2 апреля жена написала в дневнике: «Доктор Георгий Анатолиевич Лясковский говорил, что в том лагере, где мы были со Славой – всех косит тиф, брюшной и сыпной. Немцы не обращают никакого внимания и не дают лекарств». Др. Лясковский хотел как-то помочь, но немцы не разрешили. (…). Американцы пришли в апреле и, надо полагать, передали людей в советские руки для отправки в СССР.

В 1945 Рождество – 7 января – было воскресным днём. Было богослужение.
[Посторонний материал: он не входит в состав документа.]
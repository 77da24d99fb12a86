// Copyright 2023 Remi Bernotavicius

use diesel::result::DatabaseErrorKind;

#[derive(Debug, thiserror::Error)]
pub enum Error {
    #[error("database error: {0}")]
    Database(#[from] diesel::result::Error),
    #[error("failed to connect to database: {0}")]
    Connection(#[from] diesel::ConnectionError),
    #[error("failed to run migrations: {0}")]
    Migration(Box<dyn std::error::Error + Send + Sync + 'static>),
    #[error("i/o error: {0}")]
    Io(#[from] std::io::Error),
    #[error("decode error: {0}")]
    Json(#[from] serde_json::Error),
    #[error("invalid {field}: {reason}")]
    Validation { field: &'static str, reason: String },
}

impl Error {
    pub fn validation(field: &'static str, reason: impl Into<String>) -> Self {
        Self::Validation {
            field,
            reason: reason.into(),
        }
    }

    fn database_error_kind(&self) -> Option<&DatabaseErrorKind> {
        match self {
            Self::Database(diesel::result::Error::DatabaseError(kind, _)) => Some(kind),
            _ => None,
        }
    }

    pub fn is_unique_violation(&self) -> bool {
        matches!(
            self.database_error_kind(),
            Some(DatabaseErrorKind::UniqueViolation)
        )
    }

    pub fn is_validation(&self) -> bool {
        matches!(self, Self::Validation { .. })
    }
}

pub type Result<T> = std::result::Result<T, Error>;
В дневнике запись: «На Рождество мама испекла крендель, вернее, пекли его в немецкой пекарне. Стоило 2 рубля (20 пфеннигов) Очень многие наши пекли. Немец был злой. Возмущался, что нас много. Вообще к нам стали относиться заметно хуже. Просто хочется поскорее домой». Своим домом жена считала Псков и любила родную землю, несмотря на то, что была из репрессированной семьи.. Чувства говорили одно, но она понимала, что ей, а тем паче мне, белому эмигранту, ехать в СССР нельзя.